Missouri lawmakers will return to Jefferson City in September for a special session involving a complicated Missouri Supreme Court ruling about vehicle sales.
Governor Mike Parson (R) announced the special session today. Parson told Missourinet on Thursday at the State Fair that he was considering the special session over the Supreme Court’s “Kehlenbrink vs. Department of Revenue” case.
“After reviewing the court’s decision, we’ve decided to call a special session because it’s simply the right thing to do for the people of our state,” Parson announced today. “The enforcement of this decision would create a financial burden on Missouri taxpayers and unnecessary government red tape that we can proactively prevent.”
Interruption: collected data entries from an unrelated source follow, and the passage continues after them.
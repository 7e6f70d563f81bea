//! Reconciliation decision table against the in-memory cluster.

mod support;

use std::time::Duration;

use support::scenario::{add_scheduler_pods, deployed, SCHEDULER_PODS};
use uc_deploy::application::reconciler::Reconciler;
use uc_deploy::domain::reconcile::{CleanupScope, DeploymentState, PipelineMode, ReloadScope};
use uc_deploy::port::{ClusterGateway, ResourceKind};
use uc_deploy::testkit::cluster::{ClusterEvent, InMemoryCluster};
use uc_deploy::testkit::config::{settings, WORKSPACE_DOCUMENT, WORKSPACE_KEY};
use uc_deploy::testkit::domain::{name, record};
use uc_deploy::testkit::doubles::ScriptedBuilder;
use uc_deploy::testkit::TestEnv;

fn workspace(env: &TestEnv) -> String {
    env.cluster
        .document(WORKSPACE_DOCUMENT)
        .and_then(|data| data.get(WORKSPACE_KEY).cloned())
        .unwrap_or_default()
}

#[tokio::test]
async fn new_deployment_registers_and_reloads_everything() {
    let env = TestEnv::new();
    add_scheduler_pods(&env.cluster);

    let plan = Reconciler::new(&env.ctx)
        .reconcile(record("feature-x", "abc123"), false, PipelineMode::Interactive)
        .await
        .unwrap();

    assert_eq!(plan.state, DeploymentState::NotExists);
    assert_eq!(plan.reload, ReloadScope::Full);
    assert_eq!(plan.readiness_timeout, Duration::from_secs(240));

    let reconciler = Reconciler::new(&env.ctx);
    assert!(reconciler.registry().check_exists(&name("feature-x")).await.unwrap());
    assert!(env.cluster.contains(ResourceKind::Deployment, "feature-x"));
    assert!(env.cluster.contains(ResourceKind::Service, "feature-x"));
    assert_eq!(
        env.cluster.image("feature-x").as_deref(),
        Some("registry.example.com/dagster/feature-x:abc123")
    );
    assert_eq!(env.cluster.pods("feature-x").len(), 1);
    assert!(workspace(&env).contains("feature-x"));
    assert_eq!(env.cluster.deletions(ResourceKind::Pod), SCHEDULER_PODS);
}

#[tokio::test]
async fn registered_without_pod_recreates_everything() {
    let env = deployed("feature-x", "abc123").await;
    let pod = env.cluster.pods("feature-x").remove(0);
    env.cluster.delete(ResourceKind::Deployment, "feature-x").await.unwrap();
    env.cluster.delete(ResourceKind::Pod, &pod).await.unwrap();
    env.cluster.clear_events();

    let plan = Reconciler::new(&env.ctx)
        .reconcile(record("feature-x", "def456"), false, PipelineMode::Interactive)
        .await
        .unwrap();

    assert_eq!(plan.state, DeploymentState::ExistsNoPod);
    assert_eq!(plan.readiness_timeout, Duration::from_secs(240));
    assert_eq!(env.cluster.deletions(ResourceKind::Service), ["feature-x"]);
    assert!(env.cluster.events().contains(&ClusterEvent::Applied {
        kind: ResourceKind::Deployment,
        name: "feature-x".into(),
        created: true,
    }));
    assert_eq!(
        env.cluster.image("feature-x").as_deref(),
        Some("registry.example.com/dagster/feature-x:def456")
    );
    assert_eq!(env.cluster.deletions(ResourceKind::Pod), SCHEDULER_PODS);

    let records = Reconciler::new(&env.ctx).registry().list().await.unwrap();
    assert_eq!(records.len(), 1);
    assert_eq!(records[0].image.tag.as_str(), "def456");
}

#[tokio::test]
async fn unscheduled_deployment_is_treated_as_missing_pod() {
    let env = TestEnv::with(
        InMemoryCluster::new().without_scheduling(),
        ScriptedBuilder::new(),
        settings(),
    );
    let reconciler = Reconciler::new(&env.ctx);
    reconciler
        .reconcile(record("feature-x", "abc123"), false, PipelineMode::Interactive)
        .await
        .unwrap();

    let plan = reconciler
        .reconcile(record("feature-x", "def456"), true, PipelineMode::Interactive)
        .await
        .unwrap();

    assert_eq!(plan.state, DeploymentState::ExistsNoPod);
    assert_eq!(env.cluster.deletions(ResourceKind::Deployment), ["feature-x"]);
    assert_eq!(env.cluster.deletions(ResourceKind::Service), ["feature-x"]);
    assert!(env.cluster.contains(ResourceKind::Deployment, "feature-x"));
}

#[tokio::test]
async fn running_deployment_only_restarts_its_pod() {
    let env = deployed("feature-x", "abc123").await;
    let old_pod = env.cluster.pods("feature-x").remove(0);

    let plan = Reconciler::new(&env.ctx)
        .reconcile(record("feature-x", "ghi789"), false, PipelineMode::Interactive)
        .await
        .unwrap();

    assert_eq!(plan.state, DeploymentState::ExistsPodCurrent);
    assert_eq!(plan.reload, ReloadScope::Narrow);
    assert_eq!(plan.readiness_timeout, Duration::from_secs(40));

    assert_eq!(env.cluster.deletions(ResourceKind::Pod), [old_pod.clone()]);
    assert!(env.cluster.deletions(ResourceKind::Deployment).is_empty());
    assert!(env.cluster.deletions(ResourceKind::Service).is_empty());
    assert_eq!(env.cluster.document_writes(WORKSPACE_DOCUMENT), 0);
    for pod in SCHEDULER_PODS {
        assert!(env.cluster.contains(ResourceKind::Pod, pod));
    }

    let pods = env.cluster.pods("feature-x");
    assert_eq!(pods.len(), 1);
    assert_ne!(pods[0], old_pod);
    assert_eq!(
        env.cluster.image("feature-x").as_deref(),
        Some("registry.example.com/dagster/feature-x:ghi789")
    );
}

#[tokio::test]
async fn force_recreates_the_workload_but_keeps_the_service() {
    let env = deployed("feature-x", "abc123").await;

    let plan = Reconciler::new(&env.ctx)
        .reconcile(record("feature-x", "ghi789"), true, PipelineMode::Interactive)
        .await
        .unwrap();

    assert_eq!(plan.state, DeploymentState::ExistsPodStale);
    assert_eq!(plan.reload, ReloadScope::Narrow);
    assert_eq!(plan.readiness_timeout, Duration::from_secs(240));
    assert_eq!(env.cluster.deletions(ResourceKind::Deployment), ["feature-x"]);
    assert!(env.cluster.deletions(ResourceKind::Service).is_empty());
    assert!(env.cluster.events().contains(&ClusterEvent::Applied {
        kind: ResourceKind::Deployment,
        name: "feature-x".into(),
        created: true,
    }));
    for pod in SCHEDULER_PODS {
        assert!(env.cluster.contains(ResourceKind::Pod, pod));
    }
}

#[tokio::test]
async fn automated_pipelines_always_recreate_running_workloads() {
    let env = deployed("feature-x", "abc123").await;

    let plan = Reconciler::new(&env.ctx)
        .reconcile(record("feature-x", "ghi789"), false, PipelineMode::Automated)
        .await
        .unwrap();

    assert_eq!(plan.state, DeploymentState::ExistsPodStale);
    assert_eq!(env.cluster.deletions(ResourceKind::Deployment), ["feature-x"]);
}

#[tokio::test]
async fn reload_reapplies_every_registered_deployment() {
    let env = deployed("feature-x", "abc123").await;

    Reconciler::new(&env.ctx)
        .reconcile(record("main", "abc123"), false, PipelineMode::Interactive)
        .await
        .unwrap();

    let events = env.cluster.events();
    assert!(events.contains(&ClusterEvent::Applied {
        kind: ResourceKind::Deployment,
        name: "feature-x".into(),
        created: false,
    }));
    assert!(events.contains(&ClusterEvent::Applied {
        kind: ResourceKind::Deployment,
        name: "main".into(),
        created: true,
    }));
    let workspace = workspace(&env);
    assert!(workspace.contains("feature-x"));
    assert!(workspace.contains("main"));
}

#[tokio::test]
async fn full_cleanup_deletes_pods_last() {
    let env = deployed("feature-x", "abc123").await;

    let deleted = Reconciler::new(&env.ctx)
        .cleanup(&name("feature-x"), CleanupScope::All)
        .await
        .unwrap();

    assert_eq!(deleted, 3);
    let kinds: Vec<ResourceKind> = env
        .cluster
        .events()
        .into_iter()
        .filter_map(|event| match event {
            ClusterEvent::Deleted { kind, .. } => Some(kind),
            _ => None,
        })
        .collect();
    assert_eq!(
        kinds,
        [ResourceKind::Deployment, ResourceKind::Service, ResourceKind::Pod]
    );
    assert!(env.cluster.pods("feature-x").is_empty());
}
The Supreme Court case involves using the sale proceeds of a vehicle as a credit against the purchase price of a new vehicle when calculating sales tax. Essentially, the Supreme Court has unanimously ruled that state law unambiguously permits the sale proceeds of only one vehicle as a credit against the purchase price of a new car, for the purposes of calculating sales tax.
“And really, the simple version of it (the Supreme Court’s ruling) is when you trade cars in, for example if you trade two cars in, you get a credit back on those two cars or for that model if you’re buying another one. There was a ruling by the Supreme Court that says you can only do one,” Parson told Missourinet Thursday at the State Fair in Sedalia.
Parson said at the fair that the issue “needs to be fixed.” The governor says the ruling impacts about 2,000 to 3,000 Missourians, adding this is money out of their pocket.
House Minority Leader Crystal Quade, D-Springfield, has issued a statement, saying Governor Parson is “putting taxpayers on the hook for unnecessary special session.”
“Roughly 100,000 Missouri children have lost their state health care coverage, but the Parson administration says there’s no problem. Missouri’s irresponsible and weak gun laws have contributed to a sharp spike in gun violence and recently enabled a heavily-armed man to cause a panic at a Springfield Wal-Mart, yet Governor Parson does nothing. There are several issues that demand immediate legislative attention and would justify the cost of a special session. Creating an unnecessary tax break for a handful of people isn’t one of them,” Quade’s statement says.
Governor Parson told Missourinet on Thursday that the special session would be technical, adding that “it would be a very limited special session.” The governor’s comments at the fair indicated that issues like Medicaid and guns were off-the-table for a special session.
Under the governor’s call, lawmakers will return to Jefferson City on September 9. The special session will run concurrently with the veto session, which begins on September 11.